Aim of the task - Below are the entries; return every line among them that holds the word "TabBarRequired".

Saved data entries:
§

use std::time::Duration;

use crossterm::event::{self, Event, KeyCode, KeyEvent, KeyEventKind, KeyModifiers};

use crate::screens::ScreenInput;

/// TUI-specific input events
#[derive(Debug, Clone, PartialEq, Eq)]
pub enum TuiEvent {
    // Host events (handled directly in the TUI loop)
    ForceQuit,
    NextTab,
    PrevTab,
    Resize,

    // Screen events (forwarded to the visible screen)
    Back,
    Select,
    Up,
    Down,
    InputChar(char),
    Backspace,
}

impl TuiEvent {
    /// The screen-level input this event stands for, if any.
    pub fn as_screen_input(&self) -> Option<ScreenInput> {
        match self {
            TuiEvent::Back => Some(ScreenInput::Back),
            TuiEvent::Select => Some(ScreenInput::Select),
            TuiEvent::Up => Some(ScreenInput::Up),
            TuiEvent::Down => Some(ScreenInput::Down),
            TuiEvent::InputChar(c) => Some(ScreenInput::Char(*c)),
            TuiEvent::Backspace => Some(ScreenInput::Backspace),
            TuiEvent::ForceQuit | TuiEvent::NextTab | TuiEvent::PrevTab | TuiEvent::Resize => None,
        }
    }
}

/// Poll for an event without blocking (returns immediately)
pub fn poll_event_immediate() -> Option<TuiEvent> {
    poll_event_timeout(Duration::ZERO)
}

/// Poll for an event, blocking up to `timeout`. Terminal read errors are
/// logged and treated as "no event".
pub fn poll_event_timeout(timeout: Duration) -> Option<TuiEvent> {
    match event::poll(timeout) {
        Ok(true) => {}
        Ok(false) => return None,
        Err(e) => {
            log::warn!("Event poll failed: {}", e);
            return None;
        }
    }
    match event::read() {
        Ok(event) => translate(event),
        Err(e) => {
            log::warn!("Event read failed: {}", e);
            None
        }
    }
}

fn translate(event: Event) -> Option<TuiEvent> {
    match event {
        Event::Key(key_event) => translate_key(key_event),
        Event::Resize(_, _) => Some(TuiEvent::Resize),
        _ => None,
    }
}

fn translate_key(key_event: KeyEvent) -> Option<TuiEvent> {
    // Keyboard enhancement reports releases too
    if key_event.kind != KeyEventKind::Press {
        return None;
    }
    log::debug!("Key event: {:?} with modifiers {:?}", key_event.code, key_event.modifiers);
    match (key_event.modifiers, key_event.code) {
        (KeyModifiers::CONTROL, KeyCode::Char('c')) => Some(TuiEvent::ForceQuit),
        (_, KeyCode::Tab) => Some(TuiEvent::NextTab),
        (_, KeyCode::BackTab) => Some(TuiEvent::PrevTab),
        (_, KeyCode::Esc) => Some(TuiEvent::Back),
        (_, KeyCode::Enter) => Some(TuiEvent::Select),
        (_, KeyCode::Up) => Some(TuiEvent::Up),
        (_, KeyCode::Down) => Some(TuiEvent::Down),
        (_, KeyCode::Backspace) => Some(TuiEvent::Backspace),
        (_, KeyCode::Char(c)) => Some(TuiEvent::InputChar(c)),
        _ => None,
    }
}
//! # Application Flows
//!
//! Zyna's navigation vocabulary and the flows that speak it.
//!
//! ```text
//! AppFlow (NavigationStack)
//! ├── AuthScreen                         App(Auth)
//! └── MainFlow (TabBar)                  App(Main) → Main(TabBarRequired)
//!     ├── ProfileFlow (NavigationStack)  Profile(Profile)
//!     ├── ChatsFlow (NavigationStack)    Chats(List) / Chat { chat_id } / Back
//!     └── SettingsFlow (NavigationStack) Settings(Settings)
//! ```
//!
//! Every flow matches on its own scope of `NavStep` and falls through to
//! `FlowContributors::None` for anything else.

pub mod app;
pub mod chats;
pub mod main_flow;
pub mod profile;
pub mod settings;

use std::rc::Rc;

use crate::TabKind;
use crate::core::config::ResolvedConfig;
use crate::core::session::SessionStore;
use crate::nav::{Navigation, Presentable};
use crate::screens::{Chat, ScreenView, sample_chats};

pub use app::{AppFlow, initial_step};
pub use chats::ChatsFlow;
pub use main_flow::MainFlow;
pub use profile::ProfileFlow;
pub use settings::SettingsFlow;

/// Binds the navigation core to Zyna's steps and screens.
pub struct Zyna;

impl Navigation for Zyna {
    type Step = NavStep;
    type View = dyn ScreenView;
}

// ============================================================================
// Steps
// ============================================================================

#[derive(Debug, Clone, PartialEq, Eq)]
pub enum NavStep {
    App(AppStep),
    Main(MainStep),
    Chats(ChatsStep),
    Profile(ProfileStep),
    Settings(SettingsStep),
}

#[derive(Debug, Clone, PartialEq, Eq)]
pub enum AppStep {
    Auth,
    Main,
}

#[derive(Debug, Clone, PartialEq, Eq)]
pub enum MainStep {
    TabBarRequired,
}

#[derive(Debug, Clone, PartialEq, Eq)]
pub enum ChatsStep {
    List,
    Chat { chat_id: String },
    Back,
}

#[derive(Debug, Clone, PartialEq, Eq)]
pub enum ProfileStep {
    Profile,
}

#[derive(Debug, Clone, PartialEq, Eq)]
pub enum SettingsStep {
    Settings,
}

// ============================================================================
// Shared context
// ============================================================================

/// What flows need to build their screens.
#[derive(Clone)]
pub struct AppContext {
    pub sessions: SessionStore,
    pub initial_tab: TabKind,
    pub display_name: String,
    pub chats: Rc<Vec<Chat>>,
}

impl AppContext {
    pub fn new(sessions: SessionStore, initial_tab: TabKind, display_name: &str) -> Self {
        Self {
            sessions,
            initial_tab,
            display_name: display_name.to_string(),
            chats: Rc::new(sample_chats()),
        }
    }

    pub fn from_config(config: &ResolvedConfig) -> Self {
        Self::new(
            SessionStore::new(config.session_path.clone()),
            config.initial_tab,
            &config.display_name,
        )
    }
}

/// Wrap a screen as a presentable. Takes the trait object so concrete screens
/// coerce at the call site.
pub(crate) fn present(view: Rc<dyn ScreenView>) -> Presentable<Zyna> {
    Presentable::screen(view)
}
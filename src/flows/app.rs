//! Root flow. Owns the window-level stack and swaps between sign-in and the
//! main tab root.

use std::rc::Rc;

use log::{info, warn};

use crate::nav::{
    Flow, FlowContributor, FlowContributors, NavigationError, NavigationStack, Presentable, Stepper,
};
use crate::screens::AuthScreen;

use super::main_flow::MainFlow;
use super::{AppContext, AppStep, MainStep, NavStep, Zyna, present};

pub struct AppFlow {
    ctx: AppContext,
    root: NavigationStack<Zyna>,
}

impl AppFlow {
    pub fn new(ctx: AppContext) -> Self {
        Self {
            ctx,
            root: NavigationStack::new(),
        }
    }

    pub fn stack(&self) -> NavigationStack<Zyna> {
        self.root.clone()
    }

    fn navigate_to_auth(&mut self) -> FlowContributors<Zyna> {
        let screen = Rc::new(AuthScreen::new(self.ctx.sessions.clone(), &self.ctx.display_name));
        let stepper = screen.stepper();
        let presentable = present(screen);
        self.root.set(vec![presentable.clone()]);
        FlowContributors::One(FlowContributor::contribute(presentable, stepper))
    }

    fn navigate_to_main(&mut self) -> FlowContributors<Zyna> {
        let main = MainFlow::new(self.ctx.clone());
        self.root.set(vec![main.root()]);
        FlowContributors::One(FlowContributor::child_flow(
            main,
            Stepper::one(NavStep::Main(MainStep::TabBarRequired)),
        ))
    }
}

impl Flow<Zyna> for AppFlow {
    fn name(&self) -> &'static str {
        "app"
    }

    fn root(&self) -> Presentable<Zyna> {
        Presentable::Stack(self.root.clone())
    }

    fn navigate(&mut self, step: &NavStep) -> Result<FlowContributors<Zyna>, NavigationError> {
        match step {
            NavStep::App(AppStep::Auth) => {
                info!("Showing sign-in");
                Ok(self.navigate_to_auth())
            }
            NavStep::App(AppStep::Main) => {
                info!("Entering main tab root");
                Ok(self.navigate_to_main())
            }
            _ => Ok(FlowContributors::None),
        }
    }
}

/// The step the app starts with: straight to the tabs when a session is
/// remembered, sign-in otherwise. An unreadable session counts as none.
pub fn initial_step(ctx: &AppContext, remember_session: bool) -> NavStep {
    if !remember_session {
        return NavStep::App(AppStep::Auth);
    }
    match ctx.sessions.load() {
        Ok(Some(session)) => {
            info!("Resuming session for {}", session.display_name);
            NavStep::App(AppStep::Main)
        }
        Ok(None) => NavStep::App(AppStep::Auth),
        Err(e) => {
            warn!("Ignoring unreadable session: {e}");
            NavStep::App(AppStep::Auth)
        }
    }
}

§

Solution for this problem -
//! └── MainFlow (TabBar)                  App(Main) → Main(TabBarRequired)
    TabBarRequired,
            Stepper::one(NavStep::Main(MainStep::TabBarRequired)),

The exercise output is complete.